● TASK STATEMENT
Using the data that follows, return exactly the lines from the one that contains "pub const CTRL_INIT: Field" through the one that contains "PRESET, post cursor", ends included.

══ LISTED RECORDS ══

//! Clause 72 link-training register block
//!
//! Training control, the tap limit/preset/initialize tables the hardware
//! serves to the link partner, the received coefficient-update decode, the
//! transmit coefficient-update signalling bits and the PRBS error counter.

use super::{Block, Field, Register};

const fn reg(offset: usize) -> Register {
    Register::new(Block::Lt, offset)
}

/// Link-training control
pub const CTRL: Register = reg(0x0 << 2);
/// Enable training restart on link failure
pub const CTRL_RESTART_EN: Field = Field::new(CTRL, 1 << 0, 0);
/// Transmit a PRESET request in the first coefficient update
pub const CTRL_PRESET: Field = Field::new(CTRL, 1 << 2, 2);
/// Transmit an INITIALIZE request in the first coefficient update
pub const CTRL_INIT: Field = Field::new(CTRL, 1 << 3, 3);

/// Hardware max-wait timer terminal count
pub const MAX_WAIT_TIMER: Register = reg(0x1 << 2);

/// Local tap value applied on a received PRESET, main cursor
pub const PRESET_MAIN_TAP: Register = reg(0x3 << 2);
/// Local tap value applied on a received PRESET, post cursor
pub const PRESET_POST_TAP: Register = reg(0x4 << 2);
/// Local tap value applied on a received PRESET, pre cursor
pub const PRESET_PRE_TAP: Register = reg(0x5 << 2);

/// Local tap value applied on a received INITIALIZE, main cursor
pub const INIT_MAIN_TAP: Register = reg(0x6 << 2);
/// Local tap value applied on a received INITIALIZE, post cursor
pub const INIT_POST_TAP: Register = reg(0x7 << 2);
/// Local tap value applied on a received INITIALIZE, pre cursor
pub const INIT_PRE_TAP: Register = reg(0x8 << 2);

/// Main tap upper limit
pub const MAX_MAIN_TAP: Register = reg(0x9 << 2);
/// Main tap lower limit
pub const MIN_MAIN_TAP: Register = reg(0xA << 2);
/// Post tap upper limit
pub const MAX_POST_TAP: Register = reg(0xB << 2);
/// Post tap lower limit
pub const MIN_POST_TAP: Register = reg(0xC << 2);
/// Pre tap upper limit
pub const MAX_PRE_TAP: Register = reg(0xD << 2);
/// Pre tap lower limit
pub const MIN_PRE_TAP: Register = reg(0xE << 2);

/// Local transmit equalization done handshake
pub const TX_EQUAL: Register = reg(0xF << 2);
/// All requested tap updates applied
pub const TX_EQUAL_DONE: Field = Field::new(TX_EQUAL, 1 << 0, 0);
/// Main tap update applied
pub const TX_EQUAL_MAIN_DONE: Field = Field::new(TX_EQUAL, 1 << 1, 1);
/// Post tap update applied
pub const TX_EQUAL_POST_DONE: Field = Field::new(TX_EQUAL, 1 << 2, 2);
/// Pre tap update applied
pub const TX_EQUAL_PRE_DONE: Field = Field::new(TX_EQUAL, 1 << 3, 3);

/// Local receiver ready handshake
pub const LOCAL_RCVR_LOCK: Register = reg(0x10 << 2);
/// Local receiver trained and locked
pub const LOCAL_RCVR_LOCKED: Field = Field::new(LOCAL_RCVR_LOCK, 1 << 0, 0);

/// Requested new main tap value from the last coefficient update
pub const TX_NEW_MAIN_TAP: Register = reg(0x11 << 2);
/// Requested new post tap value from the last coefficient update
pub const TX_NEW_POST_TAP: Register = reg(0x12 << 2);
/// Requested new pre tap value from the last coefficient update
pub const TX_NEW_PRE_TAP: Register = reg(0x13 << 2);
/// New-tap registers carry an 8-bit value
pub const TX_NEW_TAP_MASK: u32 = 0xFF;

/// Hardware training state machine status
pub const TRAINING_SM_STATUS: Register = reg(0x14 << 2);
/// Current hardware training state
pub const TRAINING_SM: Field = Field::new(TRAINING_SM_STATUS, 0x7, 0);

/// Received coefficient-update decode
pub const RCVD_COEFF_STATUS: Register = reg(0x16 << 2);
/// Raw received coefficient-update word
pub const RCVD_COEFF_NEW: Field = Field::new(RCVD_COEFF_STATUS, 0xFFFF << 16, 16);
/// Received update request for the pre cursor
pub const RCVD_COEFF_PRE_VALUE: Field = Field::new(RCVD_COEFF_STATUS, 0x3 << 0, 0);
/// Received update request for the main cursor
pub const RCVD_COEFF_MAIN_VALUE: Field = Field::new(RCVD_COEFF_STATUS, 0x3 << 2, 2);
/// Received update request for the post cursor
pub const RCVD_COEFF_POST_VALUE: Field = Field::new(RCVD_COEFF_STATUS, 0x3 << 4, 4);

/// INITIALIZE bit within the raw coefficient-update word
pub const RCVD_COEFF_INITIALIZE: u32 = 1 << 12;
/// PRESET bit within the raw coefficient-update word
pub const RCVD_COEFF_PRESET: u32 = 1 << 13;

/// Transmit coefficient-update signalling
pub const TX_COEFF_CFG: Register = reg(0x18 << 2);
/// Request the link partner increment its main tap
pub const TX_COEFF_MAIN_INC: Field = Field::new(TX_COEFF_CFG, 1 << 0, 0);
/// Request the link partner decrement its main tap
pub const TX_COEFF_MAIN_DEC: Field = Field::new(TX_COEFF_CFG, 1 << 1, 1);
/// Hold the link partner's main tap
pub const TX_COEFF_MAIN_HOLD: Field = Field::new(TX_COEFF_CFG, 1 << 2, 2);
/// Request the link partner increment its post tap
pub const TX_COEFF_POST_INC: Field = Field::new(TX_COEFF_CFG, 1 << 4, 4);
/// Request the link partner decrement its post tap
pub const TX_COEFF_POST_DEC: Field = Field::new(TX_COEFF_CFG, 1 << 5, 5);
/// Hold the link partner's post tap
pub const TX_COEFF_POST_HOLD: Field = Field::new(TX_COEFF_CFG, 1 << 6, 6);
/// Request the link partner increment its pre tap
pub const TX_COEFF_PRE_INC: Field = Field::new(TX_COEFF_CFG, 1 << 8, 8);
/// Request the link partner decrement its pre tap
pub const TX_COEFF_PRE_DEC: Field = Field::new(TX_COEFF_CFG, 1 << 9, 9);
/// Hold the link partner's pre tap
pub const TX_COEFF_PRE_HOLD: Field = Field::new(TX_COEFF_CFG, 1 << 10, 10);

/// PRBS error word, accumulated bit errors since last read
pub const PRBS_ERR_WRD: Register = reg(0x1F << 2);

/// Link-training status
pub const STATUS: Register = reg(0x26 << 2);
/// Arbitration reached AN_GOOD_CHECK
pub const STATUS_AN_GOOD_CHECK: Field = Field::new(STATUS, 1 << 0, 0);
/// Training frame lock achieved
pub const STATUS_FRAME_LOCK: Field = Field::new(STATUS, 1 << 1, 1);
/// Hardware requests receiver calibration
pub const STATUS_REQ_RX_CAL: Field = Field::new(STATUS, 1 << 2, 2);
/// Hardware max-wait timer expired
pub const STATUS_TRAINING_FAIL: Field = Field::new(STATUS, 1 << 3, 3);
/// Both receivers trained, link partner signals ready
pub const STATUS_SIGNAL_DETECT: Field = Field::new(STATUS, 1 << 4, 4);
/// A coefficient update arrived for the local transmitter
pub const STATUS_REQ_TX_EQUAL: Field = Field::new(STATUS, 1 << 5, 5);
/// Receiver calibration complete acknowledge
pub const STATUS_RX_CAL_DONE: Field = Field::new(STATUS, 1 << 6, 6);
//! Transmit-path control register block
//!
//! Datapath source select, transceiver LOS mode, soft resets, IP version
//! readback and the core hardware configuration word.

use super::{Block, Field, Register};

const fn reg(offset: usize) -> Register {
    Register::new(Block::TxCtrl, offset)
}

/// Transmit-path control
pub const CTRL: Register = reg(0x0 << 2);
/// PCS transmit datapath source
pub const CTRL_PMA_DATA: Field = Field::new(CTRL, 0x3 << 0, 0);
/// Transceiver loss-of-signal mode (1 = lock to reference)
pub const CTRL_XCVR_LOS: Field = Field::new(CTRL, 1 << 4, 4);
/// Transmit-path soft reset (self-clearing)
pub const CTRL_TX_RESET: Field = Field::new(CTRL, 1 << 5, 5);
/// Receive-path soft reset (self-clearing)
pub const CTRL_RX_RESET: Field = Field::new(CTRL, 1 << 6, 6);

/// IP version readback
pub const IP_VERSION: Register = reg(0x1 << 2);
/// Major version
pub const IP_VERSION_MAJOR: Field = Field::new(IP_VERSION, 0xFFFF << 16, 16);
/// Minor version
pub const IP_VERSION_MINOR: Field = Field::new(IP_VERSION, 0xFF << 8, 8);
/// Sub version
pub const IP_VERSION_SUB: Field = Field::new(IP_VERSION, 0xFF, 0);

/// Core hardware configuration word
pub const CORE_CFG: Register = reg(0x2 << 2);
/// FEC logic present in this hardware build
pub const CORE_CFG_FEC_PRESENT: Field = Field::new(CORE_CFG, 1 << 8, 8);

/// PCS transmit datapath source values
#[derive(Debug, Clone, Copy, PartialEq, Eq)]
#[cfg_attr(feature = "defmt", derive(defmt::Format))]
pub enum PmaDataSelect {
    /// Mission-mode data from the MAC
    Data = 0,
    /// Clause 73 DME pages
    AutoNegotiation = 2,
    /// Clause 72 training frames
    LinkTraining = 3,
}

impl PmaDataSelect {
    /// Register encoding of this datapath source
    pub const fn value(self) -> u32 {
        self as u32
    }
}

/// Transceiver LOS mode: lock receiver CDR to local reference clock
pub const XCVR_LOS_LOCK_TO_REF: u32 = 1;
/// Transceiver LOS mode: lock receiver CDR to incoming data
pub const XCVR_LOS_LOCK_TO_DATA: u32 = 0;
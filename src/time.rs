//! Monotonic time source
//!
//! The Clause 72 software timeout and the serdes calibration spins are
//! bounded in wall-clock milliseconds. The driver takes time as an
//! injected trait so the same state machines run against a hardware
//! timer on target and a fake clock in host tests.

/// Millisecond monotonic clock
pub trait TimeSource {
    /// Milliseconds since an arbitrary epoch
    ///
    /// Must be monotonic between driver calls; wrapping at `u32::MAX`
    /// is handled by the driver.
    fn now_ms(&mut self) -> u32;
}

/// Elapsed milliseconds between two timestamps, wrap-safe
pub const fn elapsed_ms(start: u32, now: u32) -> u32 {
    now.wrapping_sub(start)
}
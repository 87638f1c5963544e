//! Clause 73 auto-negotiation sub-machine
//!
//! Arbitration itself runs in hardware; this module arms it, watches the
//! arbitration state for AN_GOOD_CHECK, snapshots both devices' ability
//! words and resolves FEC. There is deliberately no software timeout
//! here: the hardware link-fail-inhibit timer restarts arbitration on
//! its own until a partner responds.

use super::{ApiState, Phy10GBaseKr, AN_LINK_FAIL_INHIBIT_TIMER_MS, MAX_WAIT_TIMER_500MS};
use crate::register::{an, lt, tx_ctrl, PhyRegisterBus};
use crate::time::TimeSource;
use crate::xcvr::Xcvr;

/// FEC ability bit within the 48-bit ability vector
pub const FEC_ABILITY_BIT: u32 = 46;
/// FEC requested bit within the 48-bit ability vector
pub const FEC_REQUESTED_BIT: u32 = 47;

/// Clause 73 arbitration state machine states
#[derive(Debug, Clone, Copy, PartialEq, Eq)]
#[cfg_attr(feature = "defmt", derive(defmt::Format))]
#[repr(u32)]
pub enum AnState {
    /// AUTO_NEG_ENABLE
    AutoNegEnable = 0x0,
    /// TRANSMIT_DISABLE
    TransmitDisable = 0x1,
    /// ABILITY_DETECT
    AbilityDetect = 0x2,
    /// ACKNOWLEDGE_DETECT
    AcknowledgeDetect = 0x3,
    /// COMPLETE_ACKNOWLEDGE
    CompleteAcknowledge = 0x4,
    /// AN_GOOD_CHECK, negotiation resolved
    AnGoodCheck = 0x5,
    /// AN_GOOD
    AnGood = 0x6,
    /// NEXT_PAGE_WAIT
    NextPageWait = 0x7,
    /// NEXT_PAGE_WAIT_TX_IDLE
    NextPageWaitTxIdle = 0x8,
    /// LINK_STATUS_CHECK
    LinkStatusCheck = 0x9,
    /// PARALLEL_DETECTION_FAULT
    ParallelDetectionFault = 0xA,
}

impl AnState {
    /// Decode the arbitration state field, `None` for reserved values
    pub const fn from_raw(raw: u32) -> Option<Self> {
        match raw {
            0x0 => Some(AnState::AutoNegEnable),
            0x1 => Some(AnState::TransmitDisable),
            0x2 => Some(AnState::AbilityDetect),
            0x3 => Some(AnState::AcknowledgeDetect),
            0x4 => Some(AnState::CompleteAcknowledge),
            0x5 => Some(AnState::AnGoodCheck),
            0x6 => Some(AnState::AnGood),
            0x7 => Some(AnState::NextPageWait),
            0x8 => Some(AnState::NextPageWaitTxIdle),
            0x9 => Some(AnState::LinkStatusCheck),
            0xA => Some(AnState::ParallelDetectionFault),
            _ => None,
        }
    }
}

/// Auto-negotiation outcome
#[derive(Debug, Clone, Copy, PartialEq, Eq)]
#[cfg_attr(feature = "defmt", derive(defmt::Format))]
pub enum AnStatus {
    /// Arbitration still running
    Incomplete,
    /// Arbitration reached AN_GOOD_CHECK
    Complete,
}

/// Auto-negotiation observables
#[derive(Debug, Clone, Copy, PartialEq, Eq)]
#[cfg_attr(feature = "defmt", derive(defmt::Format))]
pub struct AutoNegotiation {
    /// Last sampled arbitration state
    pub state: Option<AnState>,
    pub(crate) api_state: ApiState,
    /// Completed negotiations since construction
    pub complete_count: u32,
    /// Outcome of the current negotiation
    pub status: AnStatus,
    /// Local 48-bit ability vector, snapshot when arbitration was armed
    pub adv_ability: u64,
    /// Link partner's 48-bit base-page ability vector
    pub lp_bp_adv_ability: u64,
}

impl AutoNegotiation {
    pub(crate) fn new() -> Self {
        Self {
            state: None,
            api_state: ApiState::Init,
            complete_count: 0,
            status: AnStatus::Incomplete,
            adv_ability: 0,
            lp_bp_adv_ability: 0,
        }
    }

    pub(crate) fn reset(&mut self) {
        self.api_state = ApiState::Init;
        self.status = AnStatus::Incomplete;
    }
}

impl<B, X, T> Phy10GBaseKr<B, X, T>
where
    B: PhyRegisterBus,
    X: Xcvr,
    T: TimeSource,
{
    /// One auto-negotiation poll: arm the hardware, then watch for
    /// AN_GOOD_CHECK
    pub(crate) fn an_step(&mut self) {
        match self.an.api_state {
            ApiState::Init => {
                self.regs.set_field(an::CONTROL_RESET, 1);

                self.fec_negotiated = false;

                let mut adv3 = self.regs.read(an::MR_ADV_CAPABILITY_3);
                if self.fec_configured {
                    adv3 = an::ADV_FEC_ABILITY.set(adv3, 1);
                    if self.config.fec_request {
                        adv3 = an::ADV_FEC_REQUESTED.set(adv3, 1);
                    }
                } else {
                    adv3 &= !(an::ADV_FEC_ABILITY.mask | an::ADV_FEC_REQUESTED.mask);
                }
                self.regs.write(an::MR_ADV_CAPABILITY_3, adv3);

                self.regs.set_field(an::CONTROL_ENABLE, 1);
                self.regs.set_field(an::CONTROL_RESTART, 1);

                self.regs.set_field(
                    tx_ctrl::CTRL_PMA_DATA,
                    tx_ctrl::PmaDataSelect::AutoNegotiation.value(),
                );

                self.regs
                    .write(an::LINK_FAIL_INHIBIT_TIMER, AN_LINK_FAIL_INHIBIT_TIMER_MS);

                self.an.adv_ability = self.read_ability(
                    an::MR_ADV_CAPABILITY_1,
                    an::MR_ADV_CAPABILITY_2,
                    an::MR_ADV_CAPABILITY_3,
                );

                self.an.status = AnStatus::Incomplete;
                self.an.api_state = ApiState::StatusUpdate;
            }

            ApiState::StatusUpdate => {
                let raw = self.regs.field(an::STATUS_STATE);
                self.an.state = AnState::from_raw(raw);

                if raw == an::STATE_GOOD_CHECK {
                    self.an.complete_count += 1;
                    self.an.status = AnStatus::Complete;

                    self.an.lp_bp_adv_ability = self.read_ability(
                        an::MR_LP_BASE_PG_CAPABILITY_1,
                        an::MR_LP_BASE_PG_CAPABILITY_2,
                        an::MR_LP_BASE_PG_CAPABILITY_3,
                    );

                    // hand the datapath to the training block before the
                    // partner starts sending training frames
                    self.regs.write(lt::MAX_WAIT_TIMER, MAX_WAIT_TIMER_500MS);
                    self.regs.set_field(
                        tx_ctrl::CTRL_PMA_DATA,
                        tx_ctrl::PmaDataSelect::LinkTraining.value(),
                    );

                    self.resolve_fec();

                    self.lt.timer_start_ms = self.clock.now_ms();
                }
            }
        }
    }

    fn read_ability(
        &mut self,
        low: crate::register::Register,
        mid: crate::register::Register,
        high: crate::register::Register,
    ) -> u64 {
        u64::from(self.regs.read(low))
            | (u64::from(self.regs.read(mid)) << 16)
            | (u64::from(self.regs.read(high)) << 32)
    }

    /// FEC runs when both devices advertise the ability and at least one
    /// requests it
    fn resolve_fec(&mut self) {
        let ability = 1u64 << FEC_ABILITY_BIT;
        let requested = 1u64 << FEC_REQUESTED_BIT;

        if self.fec_configured
            && (self.an.lp_bp_adv_ability & ability) != 0
            && ((self.an.adv_ability & requested) != 0
                || (self.an.lp_bp_adv_ability & requested) != 0)
        {
            self.fec_negotiated = true;
        }
    }
}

═══

● WRITTEN ANSWER
pub const CTRL_INIT: Field = Field::new(CTRL, 1 << 3, 3);

/// Hardware max-wait timer terminal count
pub const MAX_WAIT_TIMER: Register = reg(0x1 << 2);

/// Local tap value applied on a received PRESET, main cursor
pub const PRESET_MAIN_TAP: Register = reg(0x3 << 2);
/// Local tap value applied on a received PRESET, post cursor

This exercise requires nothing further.